▶ **Exercise**
Take from the material every line that contains the word "true".

▶ **Data for processing**
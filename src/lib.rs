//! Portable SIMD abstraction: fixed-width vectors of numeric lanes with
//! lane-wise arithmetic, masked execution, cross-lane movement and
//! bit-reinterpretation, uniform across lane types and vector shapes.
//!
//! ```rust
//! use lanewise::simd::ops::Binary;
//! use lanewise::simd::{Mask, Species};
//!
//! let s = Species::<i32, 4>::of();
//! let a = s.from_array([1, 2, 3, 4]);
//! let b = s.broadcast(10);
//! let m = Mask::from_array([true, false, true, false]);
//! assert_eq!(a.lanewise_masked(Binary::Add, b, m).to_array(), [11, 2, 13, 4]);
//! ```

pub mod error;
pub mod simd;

* * *

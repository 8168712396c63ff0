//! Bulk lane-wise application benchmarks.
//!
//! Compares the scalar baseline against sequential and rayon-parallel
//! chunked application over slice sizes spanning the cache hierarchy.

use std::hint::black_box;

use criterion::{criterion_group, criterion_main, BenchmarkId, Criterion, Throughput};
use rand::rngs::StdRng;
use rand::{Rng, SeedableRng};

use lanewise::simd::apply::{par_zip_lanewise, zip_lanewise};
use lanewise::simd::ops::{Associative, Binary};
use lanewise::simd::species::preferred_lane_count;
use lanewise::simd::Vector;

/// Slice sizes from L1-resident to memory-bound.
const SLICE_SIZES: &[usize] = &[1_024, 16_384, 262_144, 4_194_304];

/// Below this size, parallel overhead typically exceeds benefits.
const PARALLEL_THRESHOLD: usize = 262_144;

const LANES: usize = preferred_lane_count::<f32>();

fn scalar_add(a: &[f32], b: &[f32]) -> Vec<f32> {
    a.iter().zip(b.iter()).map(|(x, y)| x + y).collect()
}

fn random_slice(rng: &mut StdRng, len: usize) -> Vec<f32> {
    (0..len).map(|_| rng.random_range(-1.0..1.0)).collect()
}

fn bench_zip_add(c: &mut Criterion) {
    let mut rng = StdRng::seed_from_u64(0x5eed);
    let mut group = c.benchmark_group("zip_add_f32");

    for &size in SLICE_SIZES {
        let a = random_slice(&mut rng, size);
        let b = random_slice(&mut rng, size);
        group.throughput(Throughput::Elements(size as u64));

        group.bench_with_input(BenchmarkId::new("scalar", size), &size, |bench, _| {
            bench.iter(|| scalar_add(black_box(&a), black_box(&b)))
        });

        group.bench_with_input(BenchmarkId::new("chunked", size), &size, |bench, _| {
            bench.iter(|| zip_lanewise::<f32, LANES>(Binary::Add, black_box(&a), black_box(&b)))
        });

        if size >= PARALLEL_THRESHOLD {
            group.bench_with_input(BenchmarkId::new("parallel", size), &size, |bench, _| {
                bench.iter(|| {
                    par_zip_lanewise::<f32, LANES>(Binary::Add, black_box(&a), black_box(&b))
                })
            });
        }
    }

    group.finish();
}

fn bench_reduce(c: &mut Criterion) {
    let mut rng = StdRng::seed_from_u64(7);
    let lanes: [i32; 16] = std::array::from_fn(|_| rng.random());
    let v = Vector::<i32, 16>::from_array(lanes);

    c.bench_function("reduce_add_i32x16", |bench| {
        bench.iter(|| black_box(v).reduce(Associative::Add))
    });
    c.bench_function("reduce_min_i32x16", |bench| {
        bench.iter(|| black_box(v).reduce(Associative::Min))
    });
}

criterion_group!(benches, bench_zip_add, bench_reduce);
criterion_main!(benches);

* * *

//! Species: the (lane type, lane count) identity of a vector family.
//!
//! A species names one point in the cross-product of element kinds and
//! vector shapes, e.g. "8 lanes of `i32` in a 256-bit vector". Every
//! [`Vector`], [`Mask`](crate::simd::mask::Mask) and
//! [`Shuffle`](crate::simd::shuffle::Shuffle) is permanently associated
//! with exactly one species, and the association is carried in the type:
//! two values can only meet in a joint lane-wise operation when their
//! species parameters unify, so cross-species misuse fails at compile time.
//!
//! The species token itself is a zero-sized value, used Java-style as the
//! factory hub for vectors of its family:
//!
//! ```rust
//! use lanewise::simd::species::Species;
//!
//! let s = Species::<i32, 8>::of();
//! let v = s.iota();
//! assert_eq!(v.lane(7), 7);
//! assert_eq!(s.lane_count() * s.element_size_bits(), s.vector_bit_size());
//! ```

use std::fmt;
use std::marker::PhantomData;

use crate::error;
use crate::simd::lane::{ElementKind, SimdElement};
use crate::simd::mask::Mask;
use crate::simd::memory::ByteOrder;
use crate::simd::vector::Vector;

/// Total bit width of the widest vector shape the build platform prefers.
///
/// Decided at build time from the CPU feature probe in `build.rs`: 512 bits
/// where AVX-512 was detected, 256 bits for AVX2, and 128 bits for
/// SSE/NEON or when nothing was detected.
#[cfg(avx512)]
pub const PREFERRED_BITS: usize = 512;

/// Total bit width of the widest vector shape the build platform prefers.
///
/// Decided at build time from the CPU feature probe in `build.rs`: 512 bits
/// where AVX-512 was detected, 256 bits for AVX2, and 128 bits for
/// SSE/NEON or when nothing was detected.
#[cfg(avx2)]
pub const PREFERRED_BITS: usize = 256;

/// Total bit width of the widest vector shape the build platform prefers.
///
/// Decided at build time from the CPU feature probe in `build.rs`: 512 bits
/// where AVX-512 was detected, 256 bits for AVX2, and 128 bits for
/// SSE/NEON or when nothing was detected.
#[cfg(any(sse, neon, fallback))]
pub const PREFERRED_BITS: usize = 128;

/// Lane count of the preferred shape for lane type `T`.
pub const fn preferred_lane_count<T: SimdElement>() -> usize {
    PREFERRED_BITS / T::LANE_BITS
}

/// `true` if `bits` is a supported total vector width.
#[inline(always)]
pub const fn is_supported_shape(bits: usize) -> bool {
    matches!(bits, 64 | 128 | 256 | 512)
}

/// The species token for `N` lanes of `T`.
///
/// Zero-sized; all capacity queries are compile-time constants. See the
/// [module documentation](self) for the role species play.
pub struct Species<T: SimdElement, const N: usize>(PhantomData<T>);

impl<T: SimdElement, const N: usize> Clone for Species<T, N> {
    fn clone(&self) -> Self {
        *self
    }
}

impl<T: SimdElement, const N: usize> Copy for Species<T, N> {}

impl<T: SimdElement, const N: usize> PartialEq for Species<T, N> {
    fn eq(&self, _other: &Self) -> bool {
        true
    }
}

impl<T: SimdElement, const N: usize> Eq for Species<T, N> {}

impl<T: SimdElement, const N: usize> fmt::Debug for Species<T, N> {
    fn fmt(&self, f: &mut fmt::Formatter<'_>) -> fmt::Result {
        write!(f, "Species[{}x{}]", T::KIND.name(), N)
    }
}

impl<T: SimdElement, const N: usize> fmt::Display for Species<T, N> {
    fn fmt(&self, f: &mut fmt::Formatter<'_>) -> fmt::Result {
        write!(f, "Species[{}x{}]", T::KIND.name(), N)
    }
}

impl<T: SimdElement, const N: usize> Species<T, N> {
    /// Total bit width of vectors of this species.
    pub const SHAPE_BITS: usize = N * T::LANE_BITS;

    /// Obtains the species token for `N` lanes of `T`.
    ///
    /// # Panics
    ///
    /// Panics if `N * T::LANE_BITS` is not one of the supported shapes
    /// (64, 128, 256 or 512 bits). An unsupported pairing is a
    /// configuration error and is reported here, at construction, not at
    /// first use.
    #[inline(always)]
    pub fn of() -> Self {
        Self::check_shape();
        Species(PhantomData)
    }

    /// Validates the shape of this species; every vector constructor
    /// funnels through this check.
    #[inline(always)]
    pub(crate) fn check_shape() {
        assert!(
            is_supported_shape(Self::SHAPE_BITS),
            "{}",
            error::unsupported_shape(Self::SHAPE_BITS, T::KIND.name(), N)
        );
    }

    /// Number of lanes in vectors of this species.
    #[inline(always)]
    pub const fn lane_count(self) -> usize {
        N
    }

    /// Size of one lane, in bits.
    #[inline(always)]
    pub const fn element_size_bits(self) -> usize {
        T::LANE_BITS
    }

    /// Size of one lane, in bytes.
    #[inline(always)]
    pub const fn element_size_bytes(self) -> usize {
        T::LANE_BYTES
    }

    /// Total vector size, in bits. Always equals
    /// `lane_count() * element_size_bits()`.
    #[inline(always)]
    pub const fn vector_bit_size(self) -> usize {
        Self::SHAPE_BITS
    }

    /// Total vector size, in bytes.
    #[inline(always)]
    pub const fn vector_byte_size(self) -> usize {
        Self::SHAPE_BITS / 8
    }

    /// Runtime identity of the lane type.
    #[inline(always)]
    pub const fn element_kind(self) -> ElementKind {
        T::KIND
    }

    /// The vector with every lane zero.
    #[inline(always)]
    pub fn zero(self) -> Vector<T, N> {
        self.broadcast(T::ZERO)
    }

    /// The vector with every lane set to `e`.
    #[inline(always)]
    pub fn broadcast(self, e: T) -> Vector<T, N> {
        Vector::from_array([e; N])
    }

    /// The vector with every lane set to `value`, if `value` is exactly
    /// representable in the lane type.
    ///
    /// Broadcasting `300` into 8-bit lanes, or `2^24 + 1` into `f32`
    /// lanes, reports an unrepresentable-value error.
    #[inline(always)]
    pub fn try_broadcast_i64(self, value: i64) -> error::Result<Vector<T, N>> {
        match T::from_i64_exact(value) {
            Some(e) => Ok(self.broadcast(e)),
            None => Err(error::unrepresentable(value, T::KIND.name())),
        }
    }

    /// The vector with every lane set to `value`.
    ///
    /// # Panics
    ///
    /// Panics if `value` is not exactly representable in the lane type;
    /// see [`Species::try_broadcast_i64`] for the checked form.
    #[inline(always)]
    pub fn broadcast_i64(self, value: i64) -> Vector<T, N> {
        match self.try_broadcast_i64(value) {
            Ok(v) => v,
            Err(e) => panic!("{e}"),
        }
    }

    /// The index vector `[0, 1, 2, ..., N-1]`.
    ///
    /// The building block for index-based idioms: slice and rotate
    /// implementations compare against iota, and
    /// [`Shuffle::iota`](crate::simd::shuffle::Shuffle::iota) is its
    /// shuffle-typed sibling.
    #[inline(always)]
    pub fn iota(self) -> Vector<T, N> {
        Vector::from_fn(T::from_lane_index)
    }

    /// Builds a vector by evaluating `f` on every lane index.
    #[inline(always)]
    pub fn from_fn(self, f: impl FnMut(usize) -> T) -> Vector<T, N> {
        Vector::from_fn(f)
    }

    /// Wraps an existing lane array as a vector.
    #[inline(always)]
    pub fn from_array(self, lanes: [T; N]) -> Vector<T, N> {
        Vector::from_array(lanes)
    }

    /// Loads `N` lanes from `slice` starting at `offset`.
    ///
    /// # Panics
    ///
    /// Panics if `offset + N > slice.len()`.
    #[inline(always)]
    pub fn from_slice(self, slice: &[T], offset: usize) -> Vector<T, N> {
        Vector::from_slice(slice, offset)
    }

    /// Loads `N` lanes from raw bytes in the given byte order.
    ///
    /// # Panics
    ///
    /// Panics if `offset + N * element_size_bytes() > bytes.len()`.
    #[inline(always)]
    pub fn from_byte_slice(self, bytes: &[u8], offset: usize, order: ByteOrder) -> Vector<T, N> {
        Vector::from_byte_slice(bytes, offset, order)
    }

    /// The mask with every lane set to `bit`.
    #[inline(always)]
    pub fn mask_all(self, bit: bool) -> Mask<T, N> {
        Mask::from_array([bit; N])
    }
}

▶ **Answer to this exercise**
//! let m = Mask::from_array([true, false, true, false]);
/// `true` if `bits` is a supported total vector width.
        true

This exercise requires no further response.